# mystery



## arturolczykowski

Oto kontest:

 If Scripture is a revelation at all it speaks to us in intelligible language using established rules of grammar and syntax. It is sometimes said that descriptions of God, because He is God and not man, must go beyond reason and logic. Foggy assertions are frequently advanced to the effect that language is inadequate to describe God. This allows for a waffly retreat into “mystery.” 


Czy ktos pomoglby mi zgrabnie przetlumaczyc dwa ostatnie zdania. Mam swoja opcje, ale musze ja skonsultowac....


----------



## dn88

Takie moje pierwsze z brzegu tłumaczenie:
_
Często wysuwane są mętne stwierdzenia sugerujące (takiego typu), że język nie wystarcza na opisanie (nie jest w stanie opisać) Boga. Pozwala to na pokrętną ucieczkę w sferę "tajemnicy"._


----------



## Ben Jamin

dn88 said:


> Takie moje pierwsze z brzegu tłumaczenie:
> 
> _Często wysuwane są mętne stwierdzenia sugerujące (takiego typu), że język nie wystarcza na opisanie (nie jest w stanie opisać) Boga.
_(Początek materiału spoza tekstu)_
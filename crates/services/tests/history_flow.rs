use std::sync::Arc;

use async_trait::async_trait;
use quiz_core::model::Question;
use quiz_core::time::fixed_now;
use services::{
    AppServices, Clock, FetchError, QuestionProvider, QuestionRequest, QuizSession,
};
use storage::repository::Storage;

struct OneQuestion;

#[async_trait]
impl QuestionProvider for OneQuestion {
    async fn fetch_daily_questions(
        &self,
        _request: &QuestionRequest,
    ) -> Result<Vec<Question>, FetchError> {
        Ok(vec![
            Question::new(
                "Tom &amp; Jerry: which one is the cat?",
                "Tom",
                ["Jerry", "Spike", "Tyke"],
                "Entertainment: Cartoon &amp; Animations",
            )
            .unwrap(),
        ])
    }
}

#[tokio::test]
async fn completed_game_is_browsable_and_shareable() {
    let storage = Storage::in_memory();
    let services = AppServices::from_parts(
        &storage,
        Clock::fixed(fixed_now()),
        Arc::new(OneQuestion),
        QuestionRequest::default(),
    );
    let quiz = services.quiz_loop();
    let history = services.history();

    assert!(history.list_recent().await.unwrap().is_empty());

    let mut session = QuizSession::new();
    quiz.load(&mut session).await;
    let result = quiz.submit_answer(&mut session, "Jerry").await.unwrap();
    assert!(result.is_complete);

    let items = history.list_recent().await.unwrap();
    assert_eq!(items.len(), 1);
    assert_eq!(Some(items[0].id), result.record_id);
    assert_eq!(items[0].score, 0);

    let record = history.detail(&items[0].key()).await.unwrap().unwrap();
    assert_eq!(record.question_texts()[0], "Tom & Jerry: which one is the cat?");

    let text = history.share_text(&items[0].key()).await.unwrap().unwrap();
    assert!(text.starts_with("Game Details:\n"));
    assert!(text.contains("Answer: Jerry\n"));
    assert!(text.contains("Correct Answer: Tom\n"));

    assert!(history.detail("0").await.unwrap().is_none());
}
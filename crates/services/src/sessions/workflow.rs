use std::sync::Arc;

use quiz_core::model::{AnswerRecord, GameRecordId, Question};
use storage::repository::{AnswerLogRepository, HistoryRepository};
use tracing::{debug, error, info, warn};

use super::service::{LoadTicket, QuizSession, SessionFailure};
use crate::Clock;
use crate::error::{FetchError, SessionError};
use crate::trivia_client::{QuestionProvider, QuestionRequest};

/// Result of answering a single question in a session.
#[derive(Debug, Clone, PartialEq, Eq)]
pub struct SessionAnswerResult {
    pub answer: AnswerRecord,
    pub is_complete: bool,
    pub record_id: Option<GameRecordId>,
}

/// What happened to a fetch result handed back to a session.
#[derive(Debug, Clone, PartialEq, Eq)]
pub enum FetchOutcome {
    /// Questions were accepted and the session is active.
    Started { count: usize },
    /// The session moved to a failed state.
    Failed(SessionFailure),
    /// The session had moved on since the fetch was issued.
    Discarded,
}

/// Orchestrates question loading and persisted answering.
#[derive(Clone)]
pub struct QuizLoopService {
    clock: Clock,
    provider: Arc<dyn QuestionProvider>,
    history: Arc<dyn HistoryRepository>,
    answers: Arc<dyn AnswerLogRepository>,
    request: QuestionRequest,
}

impl QuizLoopService {
    #[must_use]
    pub fn new(
        clock: Clock,
        provider: Arc<dyn QuestionProvider>,
        history: Arc<dyn HistoryRepository>,
        answers: Arc<dyn AnswerLogRepository>,
    ) -> Self {
        Self {
            clock,
            provider,
            history,
            answers,
            request: QuestionRequest::default(),
        }
    }

    #[must_use]
    pub fn with_request(mut self, request: QuestionRequest) -> Self {
        self.request = request;
        self
    }

    /// Owned fetch future that can be moved onto a background task.
    ///
    /// The result must be handed back with `apply_fetch` on the task that owns the
    /// session.
    pub fn fetch_questions(
        &self,
    ) -> impl Future<Output = Result<Vec<Question>, FetchError>> + Send + 'static {
        let provider = Arc::clone(&self.provider);
        let request = self.request.clone();
        async move { provider.fetch_daily_questions(&request).await }
    }

    /// Apply a fetch result to the session it was issued for.
    ///
    /// Results for a session that is no longer loading, or that was restarted
    /// after `ticket` was taken, are dropped.
    pub fn apply_fetch(
        &self,
        session: &mut QuizSession,
        ticket: LoadTicket,
        result: Result<Vec<Question>, FetchError>,
    ) -> FetchOutcome {
        if !session.accepts(ticket) {
            warn!(phase = ?session.phase(), "discarding stale question fetch");
            return FetchOutcome::Discarded;
        }

        let failure = match result {
            Ok(questions) => {
                let count = questions.len();
                match session.start(questions) {
                    Ok(()) => {
                        debug!(count, "session started");
                        return FetchOutcome::Started { count };
                    }
                    Err(_) => SessionFailure::NoQuestions,
                }
            }
            Err(err) => {
                error!(error = %err, "failed to fetch trivia questions");
                SessionFailure::Fetch(err.to_string())
            }
        };

        // `accepts` guarantees the session is still loading.
        let _ = session.fail(failure.clone());
        FetchOutcome::Failed(failure)
    }

    /// Fetch and apply in one step, for callers that own the session across the await.
    pub async fn load(&self, session: &mut QuizSession) -> FetchOutcome {
        let ticket = session.load_ticket();
        let result = self.fetch_questions().await;
        self.apply_fetch(session, ticket, result)
    }

    /// Answer the current question; archive the game when it was the last one.
    ///
    /// # Errors
    ///
    /// Returns `SessionError::NotActive` if there is no question to answer, or
    /// `SessionError::Storage` if the completed game could not be archived. In the
    /// latter case the session stays complete and `finalize_record` can retry.
    pub async fn submit_answer(
        &self,
        session: &mut QuizSession,
        choice: &str,
    ) -> Result<SessionAnswerResult, SessionError> {
        let answer = session.submit_answer(choice)?.clone();

        if let Err(err) = self.answers.append_answer(&answer).await {
            warn!(error = %err, "failed to append answer audit line");
        }

        if session.is_complete() && session.record_id().is_none() {
            self.finalize_record(session).await?;
        }

        Ok(SessionAnswerResult {
            answer,
            is_complete: session.is_complete(),
            record_id: session.record_id(),
        })
    }

    /// Persist the completed game, or return the id of the already archived one.
    ///
    /// # Errors
    ///
    /// Returns `SessionError::NotComplete` if the session is still running, and
    /// `SessionError::Storage` if persistence fails.
    pub async fn finalize_record(
        &self,
        session: &mut QuizSession,
    ) -> Result<GameRecordId, SessionError> {
        if let Some(id) = session.record_id() {
            return Ok(id);
        }

        let record = session.build_record(self.clock.now())?;
        self.history.append(&record).await?;
        let id = record.id();
        session.set_record_id(id);
        info!(id = %id, score = record.score(), "game archived");
        Ok(id)
    }
}
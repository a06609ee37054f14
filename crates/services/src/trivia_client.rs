use std::env;

use async_trait::async_trait;
use reqwest::Client;
use serde::Deserialize;
use tracing::warn;

use quiz_core::model::Question;

use crate::error::FetchError;

/// Parameters for one batch of daily questions.
#[derive(Clone, Debug, PartialEq, Eq)]
pub struct QuestionRequest {
    pub amount: u32,
    pub difficulty: String,
    pub kind: String,
}

impl Default for QuestionRequest {
    fn default() -> Self {
        Self {
            amount: 5,
            difficulty: "easy".into(),
            kind: "multiple".into(),
        }
    }
}

/// Source of trivia questions.
#[async_trait]
pub trait QuestionProvider: Send + Sync {
    /// Fetch a batch of decoded questions.
    ///
    /// # Errors
    ///
    /// Returns `FetchError` on network, status, or payload failures.
    async fn fetch_daily_questions(
        &self,
        request: &QuestionRequest,
    ) -> Result<Vec<Question>, FetchError>;
}

#[derive(Clone, Debug)]
pub struct TriviaApiConfig {
    pub base_url: String,
    pub request: QuestionRequest,
}

impl Default for TriviaApiConfig {
    fn default() -> Self {
        Self {
            base_url: "https://opentdb.com".into(),
            request: QuestionRequest::default(),
        }
    }
}

impl TriviaApiConfig {
    /// Read overrides from `TRIVIA_API_BASE_URL`, `TRIVIA_AMOUNT`,
    /// `TRIVIA_DIFFICULTY` and `TRIVIA_TYPE`.
    #[must_use]
    pub fn from_env() -> Self {
        let defaults = Self::default();
        let base_url = env::var("TRIVIA_API_BASE_URL")
            .ok()
            .filter(|value| !value.trim().is_empty())
            .unwrap_or(defaults.base_url);
        let amount = env::var("TRIVIA_AMOUNT")
            .ok()
            .and_then(|value| value.parse::<u32>().ok())
            .filter(|amount| *amount > 0)
            .unwrap_or(defaults.request.amount);
        let difficulty =
            env::var("TRIVIA_DIFFICULTY").unwrap_or(defaults.request.difficulty);
        let kind = question_kind(env::var("TRIVIA_TYPE").ok(), defaults.request.kind);
        Self {
            base_url,
            request: QuestionRequest {
                amount,
                difficulty,
                kind,
            },
        }
    }
}

/// Questions need exactly three distractors, so only `multiple` batches decode.
const SUPPORTED_KIND: &str = "multiple";

fn question_kind(raw: Option<String>, default: String) -> String {
    let Some(kind) = raw.filter(|value| !value.trim().is_empty()) else {
        return default;
    };
    if kind != SUPPORTED_KIND {
        warn!(kind = %kind, "TRIVIA_TYPE is not `multiple`; fetched questions will fail validation");
    }
    kind
}

/// Open Trivia DB client (`GET {base}/api.php`).
#[derive(Clone)]
pub struct OpenTriviaClient {
    client: Client,
    base_url: String,
}

impl OpenTriviaClient {
    #[must_use]
    pub fn new(base_url: impl Into<String>) -> Self {
        Self {
            client: Client::new(),
            base_url: base_url.into(),
        }
    }

    #[must_use]
    pub fn from_config(config: &TriviaApiConfig) -> Self {
        Self::new(config.base_url.clone())
    }
}

#[async_trait]
impl QuestionProvider for OpenTriviaClient {
    async fn fetch_daily_questions(
        &self,
        request: &QuestionRequest,
    ) -> Result<Vec<Question>, FetchError> {
        let url = format!("{}/api.php", self.base_url.trim_end_matches('/'));
        let response = self
            .client
            .get(url)
            .query(&[
                ("amount", request.amount.to_string()),
                ("difficulty", request.difficulty.clone()),
                ("type", request.kind.clone()),
            ])
            .send()
            .await?;

        if !response.status().is_success() {
            return Err(FetchError::HttpStatus(response.status()));
        }

        let body: TriviaResponse = response.json().await?;
        body.into_questions()
    }
}

#[derive(Debug, Deserialize)]
struct TriviaResponse {
    response_code: u8,
    #[serde(default)]
    results: Vec<TriviaQuestion>,
}

#[derive(Debug, Deserialize)]
struct TriviaQuestion {
    question: String,
    correct_answer: String,
    incorrect_answers: Vec<String>,
    category: String,
}

impl TriviaResponse {
    fn into_questions(self) -> Result<Vec<Question>, FetchError> {
        if self.response_code != 0 {
            return Err(FetchError::Api(self.response_code));
        }
        self.results
            .into_iter()
            .map(|raw| {
                Question::new(
                    raw.question,
                    raw.correct_answer,
                    raw.incorrect_answers,
                    raw.category,
                )
                .map_err(FetchError::from)
            })
            .collect()
    }
}

#[cfg(test)]
mod tests {
    use super::*;

    const SAMPLE: &str = r#"{
        "response_code": 0,
        "results": [
            {
                "type": "multiple",
                "difficulty": "easy",
                "category": "Entertainment: Video Games",
                "question": "In &quot;Portal&quot;, what is GLaDOS&#039; favorite food?",
                "correct_answer": "Cake",
                "incorrect_answers": ["Pie", "Cookies", "Ice Cream"]
            }
        ]
    }"#;

    #[test]
    fn parses_and_decodes_payload() {
        let body: TriviaResponse = serde_json::from_str(SAMPLE).unwrap();
        let questions = body.into_questions().unwrap();

        assert_eq!(questions.len(), 1);
        let q = &questions[0];
        assert_eq!(q.text(), "In \"Portal\", what is GLaDOS' favorite food?");
        assert_eq!(q.correct_answer(), "Cake");
        assert_eq!(q.incorrect_answers(), ["Pie", "Cookies", "Ice Cream"]);
        assert_eq!(q.category(), "Entertainment: Video Games");
    }

    #[test]
    fn non_zero_response_code_is_an_error() {
        let body: TriviaResponse =
            serde_json::from_str(r#"{"response_code": 5, "results": []}"#).unwrap();
        let err = body.into_questions().unwrap_err();
        assert!(matches!(err, FetchError::Api(5)));
    }

    #[test]
    fn empty_results_are_not_an_error_here() {
        let body: TriviaResponse = serde_json::from_str(r#"{"response_code": 0}"#).unwrap();
        assert!(body.into_questions().unwrap().is_empty());
    }

    #[test]
    fn question_kind_falls_back_on_blank() {
        assert_eq!(question_kind(None, "multiple".into()), "multiple");
        assert_eq!(question_kind(Some("  ".into()), "multiple".into()), "multiple");
        assert_eq!(question_kind(Some("boolean".into()), "multiple".into()), "boolean");
    }

    #[test]
    fn boolean_payload_fails_validation() {
        let body: TriviaResponse = serde_json::from_str(
            r#"{"response_code": 0, "results": [{
                "category": "Science", "question": "Water is wet?",
                "correct_answer": "True", "incorrect_answers": ["False"]
            }]}"#,
        )
        .unwrap();
        assert!(matches!(
            body.into_questions(),
            Err(FetchError::InvalidQuestion(_))
        ));
    }

    #[test]
    fn default_request_matches_daily_challenge() {
        let request = QuestionRequest::default();
        assert_eq!(request.amount, 5);
        assert_eq!(request.difficulty, "easy");
        assert_eq!(request.kind, "multiple");
    }
}
use std::sync::Arc;
use std::time::Duration;

use sqlx::{SqlitePool, sqlite::SqlitePoolOptions};
use thiserror::Error;

use crate::repository::{KeyValueStore, Storage};

mod kv_repo;
mod migrate;

/// `SQLite`-backed key-value store.
#[derive(Clone)]
pub struct SqliteRepository {
    pool: SqlitePool,
}

#[derive(Debug, Error)]
#[non_exhaustive]
pub enum SqliteInitError {
    #[error(transparent)]
    Sqlx(#[from] sqlx::Error),
}

impl SqliteRepository {
    /// Connect to `SQLite` using the given URL.
    ///
    /// # Errors
    ///
    /// Returns `SqliteInitError` if the connection cannot be established or the
    /// connection pragmas fail.
    pub async fn connect(database_url: &str) -> Result<Self, SqliteInitError> {
        let pool = SqlitePoolOptions::new()
            .max_connections(5)
            .acquire_timeout(Duration::from_secs(5))
            .after_connect(|conn, _meta| {
                Box::pin(async move {
                    sqlx::query("PRAGMA journal_mode = WAL;")
                        .execute(&mut *conn)
                        .await?;
                    sqlx::query("PRAGMA busy_timeout = 5000;")
                        .execute(&mut *conn)
                        .await?;
                    Ok(())
                })
            })
            .connect(database_url)
            .await?;
        Ok(Self { pool })
    }

    /// Create tables if they do not exist.
    ///
    /// # Errors
    ///
    /// Returns `SqliteInitError` if migration queries fail.
    pub async fn migrate(&self) -> Result<(), SqliteInitError> {
        migrate::run_migrations(&self.pool).await
    }
}

impl Storage {
    /// Build a `Storage` backed by `SQLite`.
    ///
    /// # Errors
    ///
    /// Returns `SqliteInitError` if connection or migrations cannot be
    /// completed.
    pub async fn sqlite(database_url: &str) -> Result<Self, SqliteInitError> {
        let repo = SqliteRepository::connect(database_url).await?;
        repo.migrate().await?;
        let kv: Arc<dyn KeyValueStore> = Arc::new(repo);
        Ok(Self::from_kv(kv))
    }
}

#[cfg(test)]
mod tests {
    use super::*;

    #[test]
    fn repository_is_send_sync() {
        fn assert_send_sync<T: Send + Sync>() {}
        assert_send_sync::<SqliteRepository>();
    }
}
Pozwala to na pokrętną ucieczkę w sferę "tajemnicy"._


 Gdzie znalazłeś znaczenie "waffly"? Merriam Webster nie ma tego słowa, tylko "waffle" (fala), z zaznaczeniem "chiefly Scottish".


----------



## arturolczykowski

OED podaje: 

1. Wavering, vacillating, imprecise. 2. Characterized by or indulging in waffling speech or writing.


----------



## Ben Jamin

arturolczykowski said:


> OED podaje:
> 
> 1. Wavering, vacillating, imprecise. 2. Characterized by or indulging in waffling speech or writing.


 Czy to też szkockie?


----------



## Thomas1

Niejasne/Mgliste zapewnienia często sprowadza się do myśli, że język nie jest w stanie opisać Boga, co pozwala na wymijające przejście w sferę „tajemnicy”.


Ben Jamin said:


> Czy to też szkockie?


Niewykluczone. 'Waffly' pochodzi od czasownika 'waffle', potoczne słowo, które oznacza mniej więcej 'hesitate' lub 'witter on'.



			
				answers.com said:
			
		

> [Probably frequentative of obsolete waff, to yelp,  probably of imitative origin.]


----------



## arturolczykowski

A co myslicie o moim:

Ludzie, którzy wysuwają niejasne twierdzenia sugerujące, że nasz ograniczony język nie wystarcza, aby opisać Boga, często uciekają się do rozwlekłych i nieprecyzyjnych jego opisów, tłumacząc to „misterium wiary”.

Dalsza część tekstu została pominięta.